Primeiro Carla foi atendente de farmácia, depois cobradora de ônibus – local em que, além de ser hostilizada, sofria assédio sexual diário – e, enfim, auxiliar de escritório. “O preconceito sempre permeou a minha vida profissional. Era mandada embora sem justificativa, assim como não me contratavam quando, após a entrevista cheia de entusiasmos e expectativas, eu mostrava meu RG e lá aparecia o gênero masculino na informação sobre o sexo.”
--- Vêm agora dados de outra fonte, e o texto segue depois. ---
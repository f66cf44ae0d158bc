//! Display list assembly
//!
//! Flattens the quotation document into positioned, styled fragments, one
//! per template block, in visual (top-to-bottom) order.

use log::debug;

use quoteforge_geometry::Rect;
use quoteforge_layout::{BlockId, LayoutStore, StoragePort};
use quoteforge_model::{format_display_date, QuotationDraft};
use quoteforge_style::BlockStyle;

/// One positioned document block, ready to paint or print
#[derive(Debug, Clone, PartialEq)]
pub struct BlockFragment {
    pub id: BlockId,
    pub frame: Rect,
    pub style: BlockStyle,
    /// Short heading shown for the block
    pub title: String,
    /// Content lines inside the block
    pub lines: Vec<String>,
}

/// Build the display list for a quotation
///
/// Reads positions and styles from the layout store without mutating it.
/// Fragments come back sorted by vertical position, then horizontal.
pub fn build_display_list<S: StoragePort>(
    draft: &QuotationDraft,
    store: &LayoutStore<S>,
) -> Vec<BlockFragment> {
    let mut fragments: Vec<BlockFragment> = BlockId::all()
        .iter()
        .map(|id| BlockFragment {
            id: *id,
            frame: store.layout(*id).frame(),
            style: store.style(*id),
            title: block_title(*id).to_string(),
            lines: block_lines(*id, draft),
        })
        .collect();

    fragments.sort_by(|a, b| {
        (a.frame.y, a.frame.x)
            .partial_cmp(&(b.frame.y, b.frame.x))
            .unwrap_or(std::cmp::Ordering::Equal)
    });

    debug!("Built display list with {} fragments", fragments.len());
    fragments
}

fn block_title(id: BlockId) -> &'static str {
    match id {
        BlockId::Header => "Header",
        BlockId::CompanyInfo => "Company",
        BlockId::ClientInfo => "Bill To",
        BlockId::Title => "Quotation",
        BlockId::ItemsTable => "Items",
        BlockId::Totals => "Totals",
        BlockId::Notes => "Notes",
        BlockId::Terms => "Terms",
        BlockId::Footer => "Footer",
    }
}

fn block_lines(id: BlockId, draft: &QuotationDraft) -> Vec<String> {
    match id {
        BlockId::Header => {
            let mut lines = vec![non_empty(&draft.company_name, "Quotation")];
            if !draft.company_logo_url.is_empty() {
                lines.push(format!("Logo: {}", draft.company_logo_url));
            }
            lines
        }
        BlockId::CompanyInfo => {
            let mut lines = Vec::new();
            push_if_set(&mut lines, "", &draft.company_address);
            push_if_set(&mut lines, "Contact: ", &draft.company_contact_name);
            push_if_set(&mut lines, "Phone: ", &draft.company_phone);
            push_if_set(&mut lines, "Email: ", &draft.company_email);
            push_if_set(&mut lines, "GSTIN: ", &draft.company_gstin);
            push_if_set(&mut lines, "PAN: ", &draft.company_pan);
            lines
        }
        BlockId::ClientInfo => {
            let mut lines = vec![non_empty(&draft.client_name, "(no client)")];
            push_if_set(&mut lines, "", &draft.client_address);
            push_if_set(&mut lines, "Phone: ", &draft.client_phone);
            push_if_set(&mut lines, "Email: ", &draft.client_email);
            lines
        }
        BlockId::Title => {
            let mut lines = vec![format!("QUOTATION {}", draft.quote_number)];
            push_if_set(&mut lines, "Date: ", &format_display_date(&draft.quote_date));
            push_if_set(&mut lines, "Valid until: ", &format_display_date(&draft.valid_until));
            lines
        }
        BlockId::ItemsTable => {
            let mut lines = vec!["Description | Qty | Unit Price | Total".to_string()];
            for item in &draft.items {
                lines.push(format!(
                    "{} | {} | {} | {}",
                    non_empty(&item.description, "-"),
                    item.quantity,
                    format_money(item.unit_price),
                    format_money(item.total),
                ));
            }
            lines
        }
        BlockId::Totals => {
            vec![
                format!("Subtotal: {}", format_money(draft.subtotal)),
                format!("Tax ({}%): {}", draft.tax_rate, format_money(draft.tax_amount)),
                format!("Total: {}", format_money(draft.total)),
            ]
        }
        BlockId::Notes => text_block(&draft.notes),
        BlockId::Terms => text_block(&draft.terms),
        BlockId::Footer => vec!["Thank you for your business.".to_string()],
    }
}

fn format_money(amount: f64) -> String {
    format!("\u{20b9}{:.2}", amount)
}

fn non_empty(value: &str, fallback: &str) -> String {
    if value.is_empty() {
        fallback.to_string()
    } else {
        value.to_string()
    }
}

fn push_if_set(lines: &mut Vec<String>, prefix: &str, value: &str) {
    if !value.is_empty() {
        lines.push(format!("{}{}", prefix, value));
    }
}

fn text_block(text: &str) -> Vec<String> {
    if text.is_empty() {
        Vec::new()
    } else {
        text.lines().map(str::to_string).collect()
    }
}

#[cfg(test)]
mod tests {
    use super::*;
    use quoteforge_geometry::Point;
    use quoteforge_layout::MemoryStorage;

    fn draft() -> QuotationDraft {
        let mut draft = QuotationDraft::new();
        draft.company_name = "Acme Traders".to_string();
        draft.client_name = "Bharat Retail".to_string();
        draft.quote_number = "Q-042".to_string();
        draft.quote_date = "2025-03-07".to_string();
        draft.set_tax_rate(18.0);
        draft.set_item(0, "Design work", 4.0, 1500.0);
        draft
    }

    fn store() -> LayoutStore<MemoryStorage> {
        LayoutStore::new(MemoryStorage::new())
    }

    #[test]
    fn test_one_fragment_per_block() {
        let fragments = build_display_list(&draft(), &store());
        assert_eq!(fragments.len(), BlockId::all().len());
    }

    #[test]
    fn test_fragments_in_visual_order() {
        let mut store = store();
        // Move the totals block above the header
        store.set_snap_to_grid(false);
        store.update_position(BlockId::Totals, Point::new(400.0, 0.0));

        let fragments = build_display_list(&draft(), &store);
        for pair in fragments.windows(2) {
            assert!(pair[0].frame.y <= pair[1].frame.y);
        }
        // header (0,0) sorts before totals (400,0)
        assert_eq!(fragments[0].id, BlockId::Header);
        assert_eq!(fragments[1].id, BlockId::Totals);
    }

    #[test]
    fn test_frames_come_from_store() {
        let fragments = build_display_list(&draft(), &store());
        let totals = fragments.iter().find(|f| f.id == BlockId::Totals).unwrap();
        assert_eq!(totals.frame, Rect::new(0.0, 580.0, 400.0, 120.0));
    }

    #[test]
    fn test_totals_lines() {
        let fragments = build_display_list(&draft(), &store());
        let totals = fragments.iter().find(|f| f.id == BlockId::Totals).unwrap();
        assert_eq!(totals.lines[0], "Subtotal: \u{20b9}6000.00");
        assert_eq!(totals.lines[1], "Tax (18%): \u{20b9}1080.00");
        assert_eq!(totals.lines[2], "Total: \u{20b9}7080.00");
    }

    #[test]
    fn test_title_uses_display_date() {
        let fragments = build_display_list(&draft(), &store());
        let title = fragments.iter().find(|f| f.id == BlockId::Title).unwrap();
        assert_eq!(title.lines[0], "QUOTATION Q-042");
        assert_eq!(title.lines[1], "Date: 07/03/2025");
    }

    #[test]
    fn test_items_table_rows() {
        let fragments = build_display_list(&draft(), &store());
        let items = fragments.iter().find(|f| f.id == BlockId::ItemsTable).unwrap();
        assert_eq!(items.lines.len(), 2);
        assert!(items.lines[1].contains("Design work"));
        assert!(items.lines[1].contains("\u{20b9}6000.00"));
    }
}
//! Snap-to-grid and position constraint
//!
//! Pure coordinate math: grid rounding, container clamping and edge
//! snapping. Inputs are always coerced into range; no errors are possible.

use crate::{Bounds, Point, Size};

/// Distance from a container boundary at which a position snaps onto it
pub const EDGE_SNAP_THRESHOLD: f32 = 10.0;

/// Snap a coordinate to the nearest multiple of `grid_size`
///
/// Returns the input unchanged when snapping is disabled or the grid
/// size is not positive.
pub fn snap(value: f32, grid_size: f32, enabled: bool) -> f32 {
    if !enabled || grid_size <= 0.0 {
        return value;
    }
    (value / grid_size).round() * grid_size
}

/// Constrain a candidate position to the container
///
/// Each coordinate is grid-snapped, clamped into `[0, max]` where `max`
/// is the container extent minus the block extent, and finally forced
/// onto a boundary when within [`EDGE_SNAP_THRESHOLD`] of it. Snapping
/// happens before clamping so the result never escapes the container
/// even when `max` is not a grid multiple.
pub fn constrain(
    candidate: Point,
    size: Size,
    bounds: Bounds,
    grid_size: f32,
    snap_enabled: bool,
) -> Point {
    let max_x = (bounds.width - size.width).max(0.0);
    let max_y = (bounds.height - size.height).max(0.0);

    let x = snap(candidate.x, grid_size, snap_enabled).clamp(0.0, max_x);
    let y = snap(candidate.y, grid_size, snap_enabled).clamp(0.0, max_y);

    Point::new(snap_to_edges(x, max_x), snap_to_edges(y, max_y))
}

/// Force a coordinate onto a boundary when within the snap threshold
fn snap_to_edges(value: f32, max: f32) -> f32 {
    if value < EDGE_SNAP_THRESHOLD {
        0.0
    } else if value > max - EDGE_SNAP_THRESHOLD {
        max
    } else {
        value
    }
}

/// Check whether a position sits near any container boundary
///
/// Used for transient "snapping to edge" feedback while dragging.
pub fn near_edge(position: Point, size: Size, bounds: Bounds) -> bool {
    let max_x = (bounds.width - size.width).max(0.0);
    let max_y = (bounds.height - size.height).max(0.0);

    position.x <= EDGE_SNAP_THRESHOLD
        || position.y <= EDGE_SNAP_THRESHOLD
        || position.x >= max_x - EDGE_SNAP_THRESHOLD
        || position.y >= max_y - EDGE_SNAP_THRESHOLD
}

#[cfg(test)]
mod tests {
    use super::*;

    fn bounds() -> Bounds {
        Bounds::new(1000.0, 1200.0)
    }

    #[test]
    fn test_snap_disabled_is_identity() {
        assert_eq!(snap(37.0, 20.0, false), 37.0);
        assert_eq!(snap(-3.5, 10.0, false), -3.5);
    }

    #[test]
    fn test_snap_rounds_to_nearest_multiple() {
        assert_eq!(snap(37.0, 20.0, true), 40.0);
        assert_eq!(snap(29.0, 20.0, true), 20.0);
        assert_eq!(snap(30.0, 20.0, true), 40.0);
        assert_eq!(snap(0.0, 20.0, true), 0.0);
    }

    #[test]
    fn test_snap_is_idempotent() {
        for value in [0.0, 5.0, 13.0, 37.5, 583.0, 999.0] {
            for grid in [10.0, 20.0, 50.0] {
                let once = snap(value, grid, true);
                assert_eq!(snap(once, grid, true), once);
            }
        }
    }

    #[test]
    fn test_constrain_stays_in_bounds() {
        let size = Size::new(400.0, 120.0);
        for x in [-500.0, 0.0, 123.0, 599.0, 601.0, 5000.0] {
            for y in [-500.0, 0.0, 583.0, 1079.0, 1081.0, 5000.0] {
                for snap_enabled in [false, true] {
                    let p = constrain(Point::new(x, y), size, bounds(), 20.0, snap_enabled);
                    assert!(p.x >= 0.0 && p.x <= 600.0, "x={} out of range", p.x);
                    assert!(p.y >= 0.0 && p.y <= 1080.0, "y={} out of range", p.y);
                }
            }
        }
    }

    #[test]
    fn test_constrain_in_bounds_when_max_not_grid_multiple() {
        // max_x = 1000 - 402 = 598: rounding after a clamp would yield 600
        let size = Size::new(402.0, 100.0);
        let p = constrain(Point::new(597.0, 100.0), size, bounds(), 20.0, true);
        assert!(p.x <= 598.0);
    }

    #[test]
    fn test_constrain_edge_snap_low() {
        let size = Size::new(400.0, 120.0);
        // Grid rounds 5 -> 0, inside the edge band either way
        let p = constrain(Point::new(5.0, 583.0), size, bounds(), 20.0, true);
        assert_eq!(p, Point::new(0.0, 580.0));
    }

    #[test]
    fn test_constrain_edge_snap_high() {
        let size = Size::new(400.0, 120.0);
        let p = constrain(Point::new(595.0, 1075.0), size, bounds(), 20.0, false);
        assert_eq!(p, Point::new(600.0, 1080.0));
    }

    #[test]
    fn test_constrain_within_threshold_returns_boundary() {
        let size = Size::new(400.0, 120.0);
        for v in [0.0, 3.0, 9.9] {
            let p = constrain(Point::new(v, v), size, bounds(), 20.0, false);
            assert_eq!(p, Point::new(0.0, 0.0));
        }
    }

    #[test]
    fn test_constrain_oversized_block_pins_to_origin() {
        let size = Size::new(2000.0, 3000.0);
        let p = constrain(Point::new(300.0, 300.0), size, bounds(), 20.0, true);
        assert_eq!(p, Point::new(0.0, 0.0));
    }

    #[test]
    fn test_near_edge() {
        let size = Size::new(200.0, 100.0);
        assert!(near_edge(Point::new(5.0, 400.0), size, bounds()));
        assert!(near_edge(Point::new(400.0, 8.0), size, bounds()));
        assert!(near_edge(Point::new(795.0, 400.0), size, bounds()));
        assert!(!near_edge(Point::new(400.0, 400.0), size, bounds()));
    }
}
//! Customization panel
//!
//! Side-panel state for editing the selected block's style and the
//! document-wide grid settings. Every style edit is a whole enumerated
//! value written through the layout store; free-form values cannot be
//! expressed. The panel is inert while no block is selected.

use log::debug;

use quoteforge_layout::{BlockId, LayoutResult, LayoutStore, StoragePort};
use quoteforge_style::{
    BackgroundColor, BorderColor, BorderWidth, FontSize, FontWeight, StyleOverride, TextColor,
};

/// Panel tab selection
#[derive(Debug, Clone, Copy, PartialEq, Eq, Default)]
pub enum PanelTab {
    #[default]
    Style,
    Layout,
}

/// Customization panel state
#[derive(Debug, Default)]
pub struct CustomizationPanel {
    selected: Option<BlockId>,
    open: bool,
    tab: PanelTab,
}

impl CustomizationPanel {
    pub fn new() -> Self {
        Self::default()
    }

    /// The block the panel is editing, if any
    pub fn selected(&self) -> Option<BlockId> {
        self.selected
    }

    /// Select a block (or clear the selection with `None`)
    pub fn select(&mut self, id: Option<BlockId>) {
        self.selected = id;
    }

    /// The panel is hidden entirely while nothing is selected
    pub fn is_visible(&self) -> bool {
        self.selected.is_some()
    }

    pub fn is_open(&self) -> bool {
        self.open
    }

    pub fn toggle_open(&mut self) {
        self.open = !self.open;
    }

    pub fn tab(&self) -> PanelTab {
        self.tab
    }

    pub fn set_tab(&mut self, tab: PanelTab) {
        self.tab = tab;
    }

    /// Apply a style patch to the selected block
    ///
    /// No-op when nothing is selected.
    fn apply<S: StoragePort>(&self, store: &mut LayoutStore<S>, patch: StyleOverride) {
        if let Some(id) = self.selected {
            debug!("Panel style edit on {}", id);
            store.update_style(id, &patch);
        }
    }

    pub fn set_font_size<S: StoragePort>(&self, store: &mut LayoutStore<S>, value: FontSize) {
        self.apply(store, StyleOverride { font_size: Some(value), ..Default::default() });
    }

    pub fn set_font_weight<S: StoragePort>(&self, store: &mut LayoutStore<S>, value: FontWeight) {
        self.apply(store, StyleOverride { font_weight: Some(value), ..Default::default() });
    }

    pub fn set_text_color<S: StoragePort>(&self, store: &mut LayoutStore<S>, value: TextColor) {
        self.apply(store, StyleOverride { text_color: Some(value), ..Default::default() });
    }

    pub fn set_background<S: StoragePort>(
        &self,
        store: &mut LayoutStore<S>,
        value: BackgroundColor,
    ) {
        self.apply(store, StyleOverride { background_color: Some(value), ..Default::default() });
    }

    pub fn set_border_color<S: StoragePort>(&self, store: &mut LayoutStore<S>, value: BorderColor) {
        self.apply(store, StyleOverride { border_color: Some(value), ..Default::default() });
    }

    pub fn set_border_width<S: StoragePort>(&self, store: &mut LayoutStore<S>, value: BorderWidth) {
        self.apply(store, StyleOverride { border_width: Some(value), ..Default::default() });
    }

    /// Toggle grid snapping for the whole document
    pub fn toggle_snap<S: StoragePort>(&self, store: &mut LayoutStore<S>) {
        let enabled = !store.settings().snap_to_grid;
        store.set_snap_to_grid(enabled);
    }

    /// Set the grid size; the store clamps it to the 10-50 range
    pub fn set_grid_size<S: StoragePort>(&self, store: &mut LayoutStore<S>, size: u32) {
        store.set_grid_size(size);
    }

    /// Persist the current layout and styles
    pub fn save_layout<S: StoragePort>(&self, store: &mut LayoutStore<S>) -> LayoutResult<()> {
        store.save()
    }

    /// Restore defaults and clear persisted state
    pub fn reset_layout<S: StoragePort>(&self, store: &mut LayoutStore<S>) -> LayoutResult<()> {
        store.reset()
    }
}
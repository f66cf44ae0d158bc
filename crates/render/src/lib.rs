//! QuoteForge Document Renderer
//!
//! Assembles the quotation's document blocks into a display list using the
//! layout store's current position and style for each, and exposes the
//! print action. Purely a reader of layout state.

mod display_list;
mod printer;

pub use display_list::{build_display_list, BlockFragment};
pub use printer::print_document;
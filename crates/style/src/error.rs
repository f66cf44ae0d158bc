//! Style error types

use thiserror::Error;

/// Style operation result type
pub type StyleResult<T> = Result<T, StyleError>;

/// Style errors
#[derive(Debug, Clone, PartialEq, Eq, Error)]
pub enum StyleError {
    #[error("Unknown {attribute} token: {token}")]
    UnknownToken {
        /// Attribute the token was offered for
        attribute: &'static str,
        /// The rejected token
        token: String,
    },
}

impl StyleError {
    pub fn unknown(attribute: &'static str, token: &str) -> Self {
        Self::UnknownToken {
            attribute,
            token: token.to_string(),
        }
    }
}
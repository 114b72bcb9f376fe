//! Progress line for the batch pass.
//!
//! The line is rewritten in place with a carriage return, so it stays a
//! single line on a terminal.
//!
//! # Usage
//!
//! ```ignore
//! use doi_fill::utils::ProgressReporter;
//!
//! let reporter = ProgressReporter::new(100);
//! for i in 0..100 {
//!     reporter.set(i);
//!     // Do some work...
//! }
//! reporter.finish();
//! ```

use std::io::Write;
use std::sync::atomic::{AtomicUsize, Ordering};
use std::time::Instant;

/// Progress reporter with optional terminal output
#[derive(Debug)]
pub struct ProgressReporter {
    /// Total number of entries
    total: usize,

    /// Entries processed so far
    current: AtomicUsize,

    /// Start time for the final timing log
    start_time: Instant,

    /// Whether to suppress output
    quiet: bool,
}

impl ProgressReporter {
    /// Create a reporter that prints to stdout
    pub fn new(total: usize) -> Self {
        Self {
            total,
            current: AtomicUsize::new(0),
            start_time: Instant::now(),
            quiet: false,
        }
    }

    /// Create a quiet reporter that doesn't output anything
    pub fn quiet(total: usize) -> Self {
        Self {
            quiet: true,
            ..Self::new(total)
        }
    }

    /// Set the number of processed entries and redraw the line
    pub fn set(&self, value: usize) {
        self.current.store(value, Ordering::SeqCst);

        if !self.quiet {
            print!("\r{}", Self::line(value, self.total));
            let _ = std::io::stdout().flush();
        }
    }

    fn line(current: usize, total: usize) -> String {
        format!("{}/{} entries processed, please wait...", current, total)
    }

    /// Terminate the progress line
    pub fn finish(&self) {
        if !self.quiet {
            println!();
        }
        tracing::debug!(
            "Processed {}/{} entries in {:?}",
            self.current(),
            self.total,
            self.start_time.elapsed()
        );
    }

    /// Get the current progress count
    pub fn current(&self) -> usize {
        self.current.load(Ordering::SeqCst)
    }
}
//! Utility modules supporting DOI lookups.
//!
//! - [`normalize`]: Strip LaTeX markup and transliterate to ASCII
//! - [`last_names`]: Extract author last names from a raw author field
//! - [`HttpClient`]: reqwest-backed implementation of [`Transport`]
//! - [`RetryConfig`]: Attempt budget and fixed delay between attempts
//! - [`with_retry`]: Execute an operation with automatic retry on transient errors
//! - [`ProgressReporter`]: In-place progress line for the batch pass
//!
//! # Retry with Backoff
//!
//! ```rust,no_run
//! use doi_fill::utils::{with_retry, RetryConfig};
//! use doi_fill::LookupError;
//! use std::time::Duration;
//!
//! # #[tokio::main]
//! # async fn main() -> Result<(), LookupError> {
//! let config = RetryConfig::default().max_attempts(3).delay(Duration::from_millis(500));
//! let doi = with_retry(config, || async { Ok::<_, LookupError>("10.1000/182") }).await?;
//! # Ok(())
//! # }
//! ```

mod http;
mod normalize;
mod progress;
mod retry;

pub use http::{HttpClient, HttpReply, Transport, TransportError};
pub use normalize::{last_names, normalize};
pub use progress::ProgressReporter;
pub use retry::{with_retry, RetryConfig};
No final dos anos 90, o Conselho Federal de Medicina (CFM) classificou a cirurgia de mudança de sexo como um procedimento médico reconhecido no País. Carla, nestes tempos, se candidatou para passar pela cirurgia ainda que de forma experimental e vivia um período de desemprego absoluto. “Foi aí que me tornei profissional do sexo”, lembra. A prostituição como um meio de sobrevivência fazia com que os dias terminassem com banhos longos. Carla sentia-se tão suja após se entregar por dinheiro que passava a bucha e sabão até machucar a pele. “Mas a vontade de fazer a cirurgia (de mudança de sexo) era tão forte que superava qualquer coisa.Precisava de dinheiro, precisava pagar as contas, precisava ser operada.”

A operação

A cirurgia de adequação do sexo masculino para o feminino consiste, em linhas gerais, na retirada do pênis, na construção de uma cavidade parecida com a da vagina com capacidade de substituir o trato urinário, em uma operação que supera 12 horas de duração. Já a “criação do pênis” é mais complicada, ainda tida como experimental e com riscos mais altos de complicação. Os movimentos de defesa dos transexuais do Brasil estimam que menos de cinco cirurgias do tipo foram feitas no País. Para cada caso, são em média 15 microcirurgias para o procedimento ser completo. Hoje, de forma legalizada, apenas quatro centros universitários estão autorizados a fazer estas cirurgias, sendo um em São Paulo, um em Porto Alegre, um em Goiás e o último no Rio de Janeiro. Uma norma recente do CFM – datada da semana passada – deu margem para que, a partir de agora, as clínicas particulares também realizem o procedimento.

Dedos cruzados

A expectativa é com a nova resolução do CFM mais unidades fiquem aptas a absorver a demanda de pacientes que cresce a cada dia. Ainda assim, a comemoração vem com um tom de preocupação. “É uma luta nossa ampliar o número de unidades capacitadas (para a cirurgia de mudança de sexo), mas o meu receio é que ao perder o caráter experimental, clínicas sem condição e sem gabarito passem a atrair as meninas, que são tão agredidas pela vida que topam qualquer tratamento”, diz Cristyane Oliveira, uma das pioneiras a ser submetida a cirurgia de mudança de sexo no País há nove anos.

Hoje, para a pessoa conquistar vaga em um destes 4 centros cirúrgicos, é preciso ter mais de 21 anos e um laudo médico que comprove a necessidade da cirurgia. Por isso, ao menos dois anos de acompanhamento terapêutico são exigidos. Já com este documento em mãos, a estimativa é que 200 pessoas estejam na fila de espera. Uma delas é Carla Amaral. No dia seguinte do anúncio de que a cirurgia chegara aos hospitais públicos, ela já estava na fila para o cadastro . “É uma violência diária viver em um corpo que não é seu”, conta.

A possibilidade de ser operada faz com que Carla Amaral cruze os dedos todos os dias. “É a última vitória”, diz ao contabilizar suas conquistas recentes. “Via justiça, pedi para mudar meu nome e o gênero no RG. Minha mãe foi testemunha jurídica a meu favor. Este ano, consegui a mudança oficial no documento e a relação familiar voltou a ser ótima.” O engajamento no “movimento trans” permitiu que Carla arrumasse emprego e deixasse de ser profissional do sexo. A cirurgia, considera ela, é o toque final para que a gata borralheira, finalmente, vire a tão sonhada cinderela.